フロウは早々に食事をすませ、食べるのが遅いミギノを観察している。白身のソイは油で揚げて、味は淡白で好みに濃くも薄くも調整出来るが、身がホロホロと崩れてしまい綺麗に食べるのが難しい。食べ方の難しさに、女性には面倒だと敬遠される事が多いのだ。それをミギノは身を崩さずに半分食べた。
(やはり匙を上手く使える。この魚は、綺麗に食べることを幼少期に礼儀作法で叩き込まれる)
フロウの思案を余所に、ロゼも半分以上、喜んでいた焼きたてのクラウも半分残して少女は匙を置いた。
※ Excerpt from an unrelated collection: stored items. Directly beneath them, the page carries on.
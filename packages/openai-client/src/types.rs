//! OpenAI API request and response types.

use serde::{Deserialize, Serialize};

// =============================================================================
// Chat Completion
// =============================================================================

/// Chat completion request.
#[derive(Debug, Clone, Serialize)]
pub struct ChatRequest {
    /// Model to use (e.g., "gpt-4o-mini")
    pub model: String,

    /// Conversation messages
    pub messages: Vec<Message>,

    /// Sampling temperature (0.0 to 2.0)
    #[serde(skip_serializing_if = "Option::is_none")]
    pub temperature: Option<f32>,

    /// Maximum tokens in completion
    #[serde(skip_serializing_if = "Option::is_none")]
    pub max_tokens: Option<u32>,
}

impl ChatRequest {
    /// Create a new chat request with the given model.
    pub fn new(model: impl Into<String>) -> Self {
        Self {
            model: model.into(),
            messages: Vec::new(),
            temperature: None,
            max_tokens: None,
        }
    }

    /// Add a message to the conversation.
    pub fn message(mut self, message: Message) -> Self {
        self.messages.push(message);
        self
    }

    /// Set temperature.
    pub fn temperature(mut self, temperature: f32) -> Self {
        self.temperature = Some(temperature);
        self
    }

    /// Set max tokens.
    pub fn max_tokens(mut self, max_tokens: u32) -> Self {
        self.max_tokens = Some(max_tokens);
        self
    }
}

/// Chat message.
#[derive(Debug, Clone, PartialEq, Eq, Serialize, Deserialize)]
pub struct Message {
    /// Role: "system", "user", "assistant"
    pub role: String,

    /// Message content
    pub content: String,
}

impl Message {
    /// Create a system message.
    pub fn system(content: impl Into<String>) -> Self {
        Self {
            role: "system".to_string(),
            content: content.into(),
        }
    }

    /// Create a user message.
    pub fn user(content: impl Into<String>) -> Self {
        Self {
            role: "user".to_string(),
            content: content.into(),
        }
    }
}

/// Chat completion response.
#[derive(Debug, Clone)]
pub struct ChatResponse {
    /// Response content, empty when the model produced none
    pub content: String,

    /// Token usage statistics
    pub usage: Option<Usage>,
}

/// Raw chat response from API (for internal parsing).
#[derive(Debug, Deserialize)]
pub(crate) struct ChatResponseRaw {
    pub choices: Vec<ChatChoice>,
    pub usage: Option<Usage>,
}

#[derive(Debug, Deserialize)]
pub(crate) struct ChatChoice {
    pub message: ChatMessageResponse,
}

#[derive(Debug, Deserialize)]
pub(crate) struct ChatMessageResponse {
    // Null when the model refuses or only emits tool calls
    pub content: Option<String>,
}

/// Token usage statistics.
#[derive(Debug, Clone, Default, PartialEq, Eq, Serialize, Deserialize)]
pub struct Usage {
    /// Tokens in the prompt
    #[serde(default)]
    pub prompt_tokens: u32,

    /// Tokens in the completion (absent for embeddings)
    #[serde(default)]
    pub completion_tokens: u32,

    /// Total tokens used
    #[serde(default)]
    pub total_tokens: u32,
}

// =============================================================================
// Embeddings
// =============================================================================

/// Embedding request.
#[derive(Debug, Serialize)]
pub(crate) struct EmbeddingRequest<'a> {
    pub model: &'a str,
    pub input: &'a str,
}

/// Embedding response.
#[derive(Debug, Deserialize)]
pub(crate) struct EmbeddingResponse {
    pub data: Vec<EmbeddingData>,
    pub usage: Option<Usage>,
}

#[derive(Debug, Deserialize)]
pub(crate) struct EmbeddingData {
    pub embedding: Vec<f32>,
}

/// A single embedding together with what it cost.
#[derive(Debug, Clone)]
pub struct EmbeddingOutput {
    pub embedding: Vec<f32>,
    pub usage: Usage,
}

#[cfg(test)]
mod tests {
    use super::*;

    #[test]
    fn test_chat_request_builder() {
        let req = ChatRequest::new("gpt-4o-mini")
            .message(Message::system("Be brief"))
            .message(Message::user("Hello"))
            .temperature(0.5)
            .max_tokens(150);

        assert_eq!(req.model, "gpt-4o-mini");
        assert_eq!(req.messages.len(), 2);
        assert_eq!(req.messages[0].role, "system");
        assert_eq!(req.temperature, Some(0.5));
        assert_eq!(req.max_tokens, Some(150));
    }

    #[test]
    fn test_optional_fields_are_not_serialized() {
        let json = serde_json::to_value(ChatRequest::new("gpt-4o-mini")).unwrap();
        assert!(json.get("temperature").is_none());
        assert!(json.get("max_tokens").is_none());
    }

    #[test]
    fn test_embedding_usage_without_completion_tokens() {
        let raw = r#"{
            "data": [{"embedding": [0.1, 0.2]}],
            "usage": {"prompt_tokens": 7, "total_tokens": 7}
        }"#;
        let parsed: EmbeddingResponse = serde_json::from_str(raw).unwrap();
        let usage = parsed.usage.unwrap();
        assert_eq!(usage.total_tokens, 7);
        assert_eq!(usage.completion_tokens, 0);
        assert_eq!(parsed.data[0].embedding.len(), 2);
    }

    #[test]
    fn test_null_message_content_parses() {
        let raw = r#"{"choices": [{"message": {"content": null}}], "usage": null}"#;
        let parsed: ChatResponseRaw = serde_json::from_str(raw).unwrap();
        assert!(parsed.choices[0].message.content.is_none());
    }
}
通常子供でも貴族の女性でも、平均的にもっと食べるものだ。
『ごちそうさま』
おそらく終了の挨拶だろう。
「お前、足りねぇだろ。もっと食えよ。だから小せえんだ」
隣の席のステルはさっきからミギノを気にかけているが、少女は「むりむり」を繰り返している。これはエルヴィーがよく使う言葉だ。
出会ってから三日間、ほぼ顔を合わせていたのだ。身近な対象の口癖は移ってしまうものだろう。それも分かる。しかし教師は自分なのだと理由をつけて、フロウはエルヴィーの口癖を真似するミギノに不愉快を感じていた。
「これは、魚」
言ったフロウはミギノの口に、取り分けた白身を突きつける。
『…いらないって、言ってマス。「むりむり」オーケー?』
また、ミギノはここには居ない玉狩りの言葉を言った。
「……」
「あ、団長、」
『むがっ! うぐっ、』
無言で少女の口の中に、突きつけた魚を押し込んだ。その突然の上官の行動に、周囲がごくりと息を飲む。
「飲み込め」
命令形。ソイを口に詰め込まれた少女はフロウの怒りを察知したのか、こちらも文句を言わずに小さな口を懸命に動かし必死に呑み込んだ。
「次。」
『フガッ!』
「「「………………」」」
その教育は、ミギノが皿を空にするまで続けられたのだった。
異世界語は、食べ物の品名など、ビミョウに物が違う場合で出てきます。